This past year, I traveled to Bald Head Island, Myrtle Beach, the Outer Banks, Louisville, Austin and Marfa, Texas, Nashville (this time and this time) and The Greenbrier. I saw Kacey Musgraves in concert at my favorite theater in Huntington, went to Marshall football games, attended a wine class, attended a beer class, met my favorite yogi, and saw my favorite band with my favorite people. I didn’t go out of the country last year, but I still had plenty of adventures. Life is not about spending money to go to the swankiest, most exotic places, it’s about having experiences that help you grow and fill you up. Do the things you’ve been dreaming of doing. Quit your dead-end job. Save up to take that road trip. Move to a new city to follow your dreams (I’m looking at you, Dana!) Go somewhere you’ve never been, even if its within your own state. Of course, you might not be able to do ALL the things you want to do immediately, but taking active steps toward those adventures will make it all worth it in the end.

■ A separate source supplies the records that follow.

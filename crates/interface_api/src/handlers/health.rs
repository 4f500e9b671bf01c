//! Health check handlers

use axum::{extract::State, http::StatusCode, Json};
use serde::Serialize;

use core_kernel::{AdapterHealth, HealthCheckResult};

use crate::AppState;

#[derive(Serialize)]
pub struct HealthResponse {
    pub status: String,
    pub version: String,
    #[serde(skip_serializing_if = "Vec::is_empty")]
    pub adapters: Vec<HealthCheckResult>,
}

/// Health check endpoint
pub async fn health_check() -> Json<HealthResponse> {
    Json(HealthResponse {
        status: "healthy".to_string(),
        version: env!("CARGO_PKG_VERSION").to_string(),
        adapters: Vec::new(),
    })
}

/// Readiness check, probing every storage adapter
pub async fn readiness_check(State(state): State<AppState>) -> (StatusCode, Json<HealthResponse>) {
    let mut adapters = Vec::with_capacity(state.health_checks.len());
    for check in &state.health_checks {
        adapters.push(check.health_check().await);
    }
    let ready = adapters.iter().all(|r| r.status != AdapterHealth::Unhealthy);

    let (code, status) = if ready {
        (StatusCode::OK, "ready")
    } else {
        (StatusCode::SERVICE_UNAVAILABLE, "unavailable")
    };
    (
        code,
        Json(HealthResponse {
            status: status.to_string(),
            version: env!("CARGO_PKG_VERSION").to_string(),
            adapters,
        }),
    )
}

I hope these tips bring you inspiration and comfort through whatever you’re dealing with in life, and above all else, I hope you strive for a life that glows.
Yesterday, Kristi Snyder shared how therapy helped her find herself, and I’m excited to read Amy Fiedler’s post tomorrow as we wrap up the Glow School Blog Tour! On February 1st, Dana’s Glow School will begin! You can sign up here!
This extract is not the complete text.